Police & Law Response
The cops show up occasionally, like bored mall security guards. There’s no sense of danger. No roaring sirens. No thrilling chase. They just sort of appear, wave a metaphorical finger, and go home. It’s less Need for Speed: Heat and more Need for Nap: Bureaucracy.
Style & Atmosphere
You can tell the devs love the idea of hustling. The problem is, it’s all vibe, no venom. The soundtrack’s fine, the visuals are serviceable, but there’s no grit. No smoke in the air. No smell of engine oil and bad decisions.
It’s the kind of crime game your mom wouldn’t mind you playing—clean, polite, and utterly harmless.
Replayability
You might enjoy the first few hours—there’s a zen quality to flipping cars and pretending you’re in control.
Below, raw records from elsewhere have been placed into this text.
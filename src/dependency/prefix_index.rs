//! Prefix index over import paths
//!
//! A trie keyed by path components, built once from the `require` entries of
//! go.mod. It answers "is this import path a declared requirement, or a
//! package underneath one?" in time proportional to the length of the path,
//! independent of how many requirements are declared.
//!
//! Components keep their leading separator, so `a/bc` is stored as `a`, `/bc`
//! and can never collide with `a/b` + `c`.

use std::collections::HashMap;
use std::fmt;

const SEPARATOR: u8 = b'/';

/// Trie of import path components
#[derive(Debug, Clone)]
pub struct PathTrie {
    /// `None` marks a leaf: everything below it is covered by the entry.
    children: Option<HashMap<String, PathTrie>>,
}

impl PathTrie {
    /// Create an empty index
    ///
    /// The root always owns an (empty) children map, so an index without any
    /// entries matches nothing.
    pub fn new() -> Self {
        Self {
            children: Some(HashMap::new()),
        }
    }

    fn leaf() -> Self {
        Self { children: None }
    }

    /// Insert an import path
    pub fn put(&mut self, import_path: &str) {
        let mut node = self;
        for segment in Segments::new(import_path) {
            node = node
                .children
                .get_or_insert_with(HashMap::new)
                .entry(segment.to_string())
                .or_insert_with(PathTrie::leaf);
        }
    }

    /// Check whether `import_path` is covered by the index
    ///
    /// For an index holding `a/b/c`:
    /// - `a/b` is covered, it leads to an entry without diverging
    /// - `a/b/c/d` is covered, it continues below a leaf
    /// - `a/b/f` is not, `b` has children and none of them is `/f`
    pub fn has_prefix(&self, import_path: &str) -> bool {
        let mut node = self;
        for segment in Segments::new(import_path) {
            let Some(children) = &node.children else {
                return true;
            };
            match children.get(segment) {
                Some(child) => node = child,
                None => return false,
            }
        }
        true
    }

    /// Total number of nodes, root included
    pub fn count(&self) -> usize {
        1 + self
            .children
            .iter()
            .flat_map(|children| children.values())
            .map(PathTrie::count)
            .sum::<usize>()
    }

    /// Whether nothing was inserted
    pub fn is_empty(&self) -> bool {
        self.children.as_ref().map_or(true, HashMap::is_empty)
    }

    fn draw(&self, out: &mut String, prefix: &str, is_last: bool, label: &str) {
        out.push_str(prefix);
        out.push_str(if is_last { "└── " } else { "├── " });
        out.push_str(label);
        out.push('\n');

        let Some(children) = &self.children else {
            return;
        };

        let mut keys: Vec<&String> = children.keys().collect();
        keys.sort();

        let child_prefix = format!("{}{}", prefix, if is_last { "    " } else { "│   " });
        for (i, key) in keys.iter().enumerate() {
            children[*key].draw(out, &child_prefix, i == keys.len() - 1, key);
        }
    }
}

impl Default for PathTrie {
    fn default() -> Self {
        Self::new()
    }
}

impl fmt::Display for PathTrie {
    fn fmt(&self, f: &mut fmt::Formatter<'_>) -> fmt::Result {
        let mut out = String::new();
        self.draw(&mut out, "", true, "(root)");
        f.write_str(&out)
    }
}

/// Splits a path into components without allocating:
/// `"a/b/c"` yields `"a"`, `"/b"`, `"/c"`.
struct Segments<'a> {
    path: &'a str,
    start: usize,
}

impl<'a> Segments<'a> {
    fn new(path: &'a str) -> Self {
        Self { path, start: 0 }
    }
}

impl<'a> Iterator for Segments<'a> {
    type Item = &'a str;

    fn next(&mut self) -> Option<Self::Item> {
        if self.start >= self.path.len() {
            return None;
        }

        let rest = &self.path[self.start..];
        // The separator is ASCII, so the split offset is always a char boundary
        let end = rest.as_bytes()[1..]
            .iter()
            .position(|&b| b == SEPARATOR)
            .map_or(rest.len(), |pos| pos + 1);

        self.start += end;
        Some(&rest[..end])
    }
}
But by day five, you’ll realize you’re trapped in a Groundhog Day of capitalism. Same tasks, same grind, same digital mosquitoes buzzing in your ear.
FAQ
Is “Another Day, Another Dollar” worth it in 2025? Only if you’ve always dreamed of being the Elon Musk of used Hondas.
Does it feel like being a real criminal? Yes—if your crimes involve misfiling taxes and parking slightly over the line.
How’s the story? Imagine a revenge plot written by your accountant.
Can I cause chaos? Sure, if you count slightly overpaying at an auction as chaos.
Does the world feel alive? Alive? It’s in a medically induced coma.
Will I replay it? Only if you really, really like car dealerships.